Modify your program so that it now asks the user whether or not to use preferential mating.

```\$ python pop-sim.py

Population Genetics Simulation...

population size: 2000
allele probability: 0.5
number of generations: 200
use pref mating (y/n)? y
```

Modify the oneGeneration() method so that it takes an additional parameter. This parameter will be a boolean representing whether preferential mating should occur. When it is False reproduction will work just as before. When it is True, tall organisms will prefer tall mates and short organisms will prefer short mates. Recall that if an organism has at least one 'T' allele it will be tall, otherwise it will be short.

You should implement preferential mating as follows. Randomly select two parents from the population. If they are both tall or both short, then immediately create a child. If they are different heights, then randomly re-select the second parent. Regardless of the new second parent's height, create a child.

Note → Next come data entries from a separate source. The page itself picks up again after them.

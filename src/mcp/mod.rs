//! MCP (Model Context Protocol) module
//!
//! Stdio transport adapter in front of the dispatcher.

pub mod server;
pub mod types;
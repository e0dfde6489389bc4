//! Prompt templates

use crate::error::DispatchError;
use crate::registry::{Arguments, OperationDeclaration, ParameterSpec, PromptMessage};

pub const CODE_REVIEW: &str = "code_review";
pub const GREETING: &str = "greeting";

/// What a code review should concentrate on
#[derive(Debug, Clone, Copy, PartialEq, Eq)]
pub enum ReviewFocus {
    Security,
    Performance,
    Readability,
    BestPractices,
    Comprehensive,
}

impl ReviewFocus {
    /// Unrecognised or absent selectors fall back to a comprehensive review
    pub fn from_selector(selector: Option<&str>) -> Self {
        match selector.map(|s| s.trim().to_ascii_lowercase()).as_deref() {
            Some("security") => ReviewFocus::Security,
            Some("performance") => ReviewFocus::Performance,
            Some("readability") => ReviewFocus::Readability,
            Some("best-practices") | Some("best_practices") => ReviewFocus::BestPractices,
            _ => ReviewFocus::Comprehensive,
        }
    }

    pub fn instruction(&self) -> &'static str {
        match self {
            ReviewFocus::Security => {
                "Focus on security vulnerabilities: injection risks, unsafe input handling, \
                 authentication and authorization flaws, and leaked secrets."
            }
            ReviewFocus::Performance => {
                "Focus on performance: algorithmic complexity, unnecessary allocations or copies, \
                 and blocking work on hot paths."
            }
            ReviewFocus::Readability => {
                "Focus on readability: naming, structure, function size, and whether the intent \
                 of the code is clear."
            }
            ReviewFocus::BestPractices => {
                "Focus on best practices: idiomatic usage, error handling, testing, and \
                 consistency with common conventions."
            }
            ReviewFocus::Comprehensive => {
                "Provide a comprehensive review covering correctness, security, performance, \
                 readability, and best practices."
            }
        }
    }
}

pub fn code_review_declaration() -> OperationDeclaration {
    OperationDeclaration::new(CODE_REVIEW, "Review code with an optional focus area")
        .param(ParameterSpec::string("code", "The code to review").required())
        .param(ParameterSpec::string(
            "focus",
            "Focus area: security, performance, readability, or best-practices",
        ))
        .param(ParameterSpec::string("language", "Programming language of the code"))
}

pub fn code_review(args: &Arguments) -> Result<Vec<PromptMessage>, DispatchError> {
    let code = args.require_str("code")?;
    let focus = ReviewFocus::from_selector(args.get_str("focus"));
    let language = args.get_str("language").unwrap_or("");

    Ok(vec![PromptMessage::user(format!(
        "Please review the following code.\n\n{}\n\n```{}\n{}\n```",
        focus.instruction(),
        language,
        code
    ))])
}

pub fn greeting_declaration() -> OperationDeclaration {
    OperationDeclaration::new(GREETING, "Compose a greeting message for someone")
        .param(ParameterSpec::string("name", "Name of the person to greet").required())
        .param(ParameterSpec::string("style", "Greeting style: formal or casual"))
}

pub fn greeting(args: &Arguments) -> Result<Vec<PromptMessage>, DispatchError> {
    let name = args.require_str("name")?;

    let text = match args.get_str("style").unwrap_or("casual") {
        "formal" => format!("Write a formal, polite greeting addressed to {}.", name),
        "casual" => format!("Write a short, friendly greeting for {}.", name),
        other => {
            return Err(DispatchError::handler(format!(
                "Unknown greeting style: {}. Supported styles: formal, casual",
                other
            )))
        }
    };

    Ok(vec![PromptMessage::user(text)])
}

#[cfg(test)]
mod tests {
    use super::*;
    use crate::registry::{ArgValue, Role};

    fn s(v: &str) -> ArgValue {
        ArgValue::String(v.to_string())
    }

    #[test]
    fn test_focus_selector() {
        assert_eq!(ReviewFocus::from_selector(Some("security")), ReviewFocus::Security);
        assert_eq!(ReviewFocus::from_selector(Some("Performance")), ReviewFocus::Performance);
        assert_eq!(ReviewFocus::from_selector(Some("readability")), ReviewFocus::Readability);
        assert_eq!(
            ReviewFocus::from_selector(Some("best-practices")),
            ReviewFocus::BestPractices
        );
        assert_eq!(ReviewFocus::from_selector(Some("vibes")), ReviewFocus::Comprehensive);
        assert_eq!(ReviewFocus::from_selector(None), ReviewFocus::Comprehensive);
    }

    #[test]
    fn test_code_review_renders_instruction_and_code() {
        let args = Arguments::new()
            .with("code", s("fn main() {}"))
            .with("focus", s("security"))
            .with("language", s("rust"));

        let messages = code_review(&args).unwrap();
        assert_eq!(messages.len(), 1);
        assert_eq!(messages[0].role, Role::User);
        assert!(messages[0].text.contains(ReviewFocus::Security.instruction()));
        assert!(messages[0].text.contains("```rust\nfn main() {}\n```"));
    }

    #[test]
    fn test_code_review_default_focus() {
        let args = Arguments::new().with("code", s("x = 1"));
        let messages = code_review(&args).unwrap();
        assert!(messages[0].text.contains(ReviewFocus::Comprehensive.instruction()));
    }

    #[test]
    fn test_greeting_styles() {
        let args = Arguments::new().with("name", s("Ada"));
        assert!(greeting(&args).unwrap()[0].text.contains("friendly greeting for Ada"));

        let formal = args.clone().with("style", s("formal"));
        assert!(greeting(&formal).unwrap()[0].text.contains("formal, polite greeting addressed to Ada"));

        let bad = args.with("style", s("pirate"));
        assert!(greeting(&bad).unwrap_err().to_string().contains("Unknown greeting style: pirate"));
    }
}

Does the population remain in equilibrium once this feature is added?

Acknowledgements

This lab was inspired by an assignment given at Harvey Mudd College for a team-taught Biology and Computer Science course given by professors Zachary Dodds, Ran Libeskind-Hadas, Eliot Bush, and Steve Adolph.

Submit

Once you are satisfied with your program, hand it in by typing handin21 in a terminal window.